On Sunday, August 14th, 1881, a thin man of short stature, with a wide forehead and sweet face, adorned with ample sideburns, attended mass very early in the Belén chapel, located on Compostela and Luz Street.
Aware of the mission he had set out to accomplish that day, this 48-year-old man then took his umbrella, a group of papers and magazines and, under rains stronger and more continuous than those that fell during the morning, he went to the former San Agustín convent on Cuba Street, on whose upper floor was the headquarters of the Royal Academy of Medical, Physical and Natural Sciences of Havana, which held an ordinary public session on that date.
After some reports on letters and magazines were provided and various issues related to legal medicine were addressed, Carlos J. Finlay y Barrés stood up, took in his hands several of the papers he was carrying and, with slow and somewhat defective, he read a work that immortalized him, because with it he wrote the most brilliant chapter of tropical pathology and the most beautiful page of preventive medicine.
In this work, presented under the title “The mosquito hypothetically considered as a transmitting agent of Yellow Fever”, the author explained the way in which Aedes Aegypti spreads the disease, by biting infected people, carrying the pathogenic agent and inoculating it then to other individuals.
Criterion Strength
Dr. Finlay was not satisfied with the simple statement of his theory, since he devoted all his energies to demonstrating and disseminating it, as evidenced in the numerous documents that he later published on the matter. Convinced of the truth of his finding, he proposed a complete plan for a prophylactic campaign against yellow fever, which, although he had to wait almost 20 years for its practical application, served to progressively reduce the distribution areas of the terrible disease, save hundreds of thousands of lives, open the uninhabited tropical regions of America to the emigrant, and erase evil from the face of the Earth.

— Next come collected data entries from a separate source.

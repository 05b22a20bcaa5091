//! Simultaneous-move rock-paper-scissors: the reference implementation for
//! the hidden-information/simultaneous-moves half of the game contract,
//! where a naive single-threaded `make_move` loop doesn't apply — both
//! players submit before either result is known.

use std::any::Any;

use ludus_core::semver::Semver;
use ludus_core::{ErrorCode, RuntimeError, RuntimeResult};
use ludus_game::{
    GameFactory, GameFeatureFlags, GameInit, GameManifest, GameMethods, GameSizer, MoveCode,
    PlayerId, SyncSegment, MOVE_NONE,
};
use rand::Rng;

const NONE: u8 = 0;
const ANY: u8 = 1;
const ROCK: u8 = 2;
const PAPER: u8 = 3;
const SCISSOR: u8 = 4;

fn symbol_char(code: u8) -> char {
    match code {
        NONE => '-',
        ANY => '*',
        ROCK => 'R',
        PAPER => 'P',
        SCISSOR => 'S',
        _ => '?',
    }
}

fn parse_symbol(ch: char) -> Option<u8> {
    match ch {
        '-' => Some(NONE),
        '*' => Some(ANY),
        'R' => Some(ROCK),
        'P' => Some(PAPER),
        'S' => Some(SCISSOR),
        _ => None,
    }
}

fn beats(a: u8, b: u8) -> bool {
    matches!((a, b), (ROCK, SCISSOR) | (PAPER, ROCK) | (SCISSOR, PAPER))
}

#[derive(Debug, Clone, PartialEq, Eq)]
pub struct RockPaperScissors {
    acc: [u8; 2],
    done: bool,
    result: PlayerId,
}

impl RockPaperScissors {
    fn new() -> Self {
        Self {
            acc: [NONE, NONE],
            done: false,
            result: 0,
        }
    }

    fn recompute_outcome(&mut self) {
        self.done = self.acc.iter().all(|&a| a != NONE && a != ANY);
        if !self.done {
            self.result = 0;
            return;
        }
        self.result = if self.acc[0] == self.acc[1] {
            0
        } else if beats(self.acc[0], self.acc[1]) {
            1
        } else {
            2
        };
    }
}

impl Default for RockPaperScissors {
    fn default() -> Self {
        Self::new()
    }
}

impl GameMethods for RockPaperScissors {
    fn as_any(&self) -> &dyn Any {
        self
    }

    fn manifest(&self) -> &GameManifest {
        manifest()
    }

    fn sizer(&self) -> GameSizer {
        GameSizer {
            options_str: 0,
            serialization_size: 0,
            state_str: 3,
            player_count: 2,
            max_players_to_move: 2,
            max_moves: 3,
            max_actions: 1,
            max_results: 1,
            legacy_str: 0,
            move_str: 1,
            print_str: 3,
        }
    }

    fn clone_box(&self) -> Box<dyn GameMethods> {
        Box::new(self.clone())
    }

    fn copy_from(&mut self, other: &dyn GameMethods) -> RuntimeResult<()> {
        let other = other
            .as_any()
            .downcast_ref::<RockPaperScissors>()
            .ok_or_else(|| RuntimeError::with_detail(ErrorCode::InvalidState, "copy_from: not a RockPaperScissors"))?;
        self.clone_from(other);
        Ok(())
    }

    fn compare(&self, other: &dyn GameMethods) -> RuntimeResult<bool> {
        let other = other
            .as_any()
            .downcast_ref::<RockPaperScissors>()
            .ok_or_else(|| RuntimeError::with_detail(ErrorCode::InvalidState, "compare: not a RockPaperScissors"))?;
        Ok(self == other)
    }

    fn export_state(&self) -> RuntimeResult<String> {
        Ok(format!(
            "{}-{}",
            symbol_char(self.acc[0]),
            symbol_char(self.acc[1])
        ))
    }

    fn import_state(&mut self, state: Option<&str>) -> RuntimeResult<()> {
        let Some(state) = state else {
            *self = RockPaperScissors::new();
            return Ok(());
        };
        let invalid = || RuntimeError::with_detail(ErrorCode::InvalidInput, "malformed rps state string");
        let mut chars = state.chars();
        let first = chars.next().ok_or_else(invalid)?;
        if chars.next() != Some('-') {
            return Err(invalid());
        }
        let second = chars.next().ok_or_else(invalid)?;
        if chars.next().is_some() {
            return Err(invalid());
        }
        let mut fresh = RockPaperScissors::new();
        fresh.acc[0] = parse_symbol(first).ok_or_else(invalid)?;
        fresh.acc[1] = parse_symbol(second).ok_or_else(invalid)?;
        fresh.recompute_outcome();
        *self = fresh;
        Ok(())
    }

    fn players_to_move(&self) -> RuntimeResult<Vec<PlayerId>> {
        if self.done {
            return Ok(vec![]);
        }
        Ok((0..2u8)
            .filter(|&i| self.acc[i as usize] == NONE)
            .map(|i| i + 1)
            .collect())
    }

    fn get_concrete_moves(&self, player: PlayerId) -> RuntimeResult<Vec<MoveCode>> {
        if !self.players_to_move()?.contains(&player) {
            return Ok(vec![]);
        }
        Ok(vec![ROCK as MoveCode, PAPER as MoveCode, SCISSOR as MoveCode])
    }

    fn get_actions(&self, player: PlayerId) -> RuntimeResult<Vec<MoveCode>> {
        if !self.players_to_move()?.contains(&player) {
            return Ok(vec![]);
        }
        Ok(vec![ANY as MoveCode])
    }

    fn is_legal_move(&self, player: PlayerId, mov: MoveCode) -> RuntimeResult<bool> {
        if !(1..=2).contains(&player) || !self.players_to_move()?.contains(&player) {
            return Ok(false);
        }
        Ok(mov == ROCK as MoveCode || mov == PAPER as MoveCode || mov == SCISSOR as MoveCode)
    }

    fn move_to_action(&self, mov: MoveCode) -> RuntimeResult<MoveCode> {
        match mov as u8 {
            ANY | ROCK | PAPER | SCISSOR => Ok(ANY as MoveCode),
            _ => Err(RuntimeError::with_detail(ErrorCode::InvalidMove, "not a rock/paper/scissor move")),
        }
    }

    fn is_action(&self, mov: MoveCode) -> RuntimeResult<bool> {
        Ok(mov == ANY as MoveCode)
    }

    fn make_move(&mut self, player: PlayerId, mov: MoveCode) -> RuntimeResult<()> {
        if !self.is_legal_move(player, mov)? {
            return Err(RuntimeError::with_detail(ErrorCode::InvalidMove, "move not legal for player"));
        }
        self.acc[(player - 1) as usize] = mov as u8;
        self.recompute_outcome();
        Ok(())
    }

    fn get_results(&self) -> RuntimeResult<Vec<PlayerId>> {
        Ok(if self.done && self.result != 0 {
            vec![self.result]
        } else {
            vec![]
        })
    }

    fn discretize(&mut self, seed: u64) -> RuntimeResult<()> {
        use rand::SeedableRng;
        let mut rng = rand::rngs::StdRng::seed_from_u64(seed);
        for slot in &mut self.acc {
            if *slot == ANY {
                *slot = rng.random_range(ROCK..=SCISSOR);
            }
        }
        self.recompute_outcome();
        Ok(())
    }

    fn redact_keep_state(&mut self, players: &[PlayerId]) -> RuntimeResult<()> {
        if self.done {
            return Ok(());
        }
        for i in 0..2u8 {
            let owner = i + 1;
            if !players.contains(&owner) && self.acc[i as usize] != NONE {
                self.acc[i as usize] = ANY;
            }
        }
        Ok(())
    }

    fn export_sync_data(&self) -> RuntimeResult<Vec<SyncSegment>> {
        if !self.done {
            return Ok(vec![]);
        }
        Ok(vec![SyncSegment::new(vec![1, 2], vec![self.acc[0], self.acc[1]])])
    }

    fn import_sync_data(&mut self, data: &[u8]) -> RuntimeResult<()> {
        if data.len() != 2 {
            return Err(RuntimeError::with_detail(ErrorCode::InvalidInput, "sync payload must be 2 bytes"));
        }
        self.acc = [data[0], data[1]];
        self.recompute_outcome();
        Ok(())
    }

    fn get_move_code(&self, _player: PlayerId, text: &str) -> MoveCode {
        let mut chars = text.chars();
        let (Some(ch), None) = (chars.next(), chars.next()) else {
            return MOVE_NONE;
        };
        match parse_symbol(ch) {
            Some(code) if code != NONE => code as MoveCode,
            _ => MOVE_NONE,
        }
    }

    fn get_move_str(&self, _player: PlayerId, mov: MoveCode) -> RuntimeResult<String> {
        Ok(match mov as u8 {
            code @ (ANY | ROCK | PAPER | SCISSOR) => symbol_char(code).to_string(),
            _ => "-".to_string(),
        })
    }

    fn print(&self) -> RuntimeResult<String> {
        let middle = if self.done {
            match self.result {
                0 => '=',
                1 => '>',
                _ => '<',
            }
        } else {
            '-'
        };
        Ok(format!("{}{}{}\n", symbol_char(self.acc[0]), middle, symbol_char(self.acc[1])))
    }
}

fn manifest() -> &'static GameManifest {
    use std::sync::OnceLock;
    static MANIFEST: OnceLock<GameManifest> = OnceLock::new();
    MANIFEST.get_or_init(|| {
        GameManifest::new(
            "RockPaperScissors",
            "Standard",
            "ludus_reference",
            Semver::new(1, 0, 1),
            GameFeatureFlags::SIMULTANEOUS_MOVES | GameFeatureFlags::PRINT,
        )
        .expect("the manifest's identifiers are all valid by construction")
    })
}

#[derive(Debug, Default)]
pub struct RockPaperScissorsFactory;

impl GameFactory for RockPaperScissorsFactory {
    fn manifest(&self) -> &GameManifest {
        manifest()
    }

    fn create(&self, init: GameInit) -> RuntimeResult<Box<dyn GameMethods>> {
        let mut game = RockPaperScissors::new();
        match init {
            GameInit::Default => {},
            GameInit::Standard { state, .. } => game.import_state(state.as_deref())?,
            GameInit::Serialized(_) => {
                return Err(RuntimeError::with_detail(
                    ErrorCode::FeatureUnsupported,
                    "rockpaperscissors is not serializable",
                ))
            },
        }
        Ok(Box::new(game))
    }
}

The qualification of “benefactor of humanity” given to the Cuban scholar should not be justified simply by the valuable contribution that the discovery of the vector that causes yellow fever and the dissemination of strategies to combat and prevent it meant. His finding had even greater scope, because in fact it became the metaxenic theory of transmission of infectious diseases from sick people to healthy individuals through biological vectors of any kind.2,3 Something that demonstrates the truth of this statement is that , once the results of Finlay’s scientific work were applied to rid the world of the terrible yellow scourge, they laid the foundations for the study and control of other epidemics such as malaria, dengue, Chagas disease and others.
His death…
The mourning was dismissed by the Secretary of Health, Dr. Enrique Núñez, who said: “If great and patriotic was the work of the Cubans who lived, fought and perished for independence, as great and patriotic as it will be before history, the gigantic work of Dr. Finlay.
His death took place on August 20th, 1915, the piano silent, with dead notes. The chessboard, with the pieces where he left them. His bible pressed against his chest. Suffering over and over again from lack of air, he who enjoyed it so much, and the one who made the most coveted vein of his life and his health. The end was not yet foreseen, Adela and her children pending his gesture and almost in the process of disappearing. The breath became ephemeral and the pulse became weak, that heart had stopped beating so fair and his mind stopped thinking.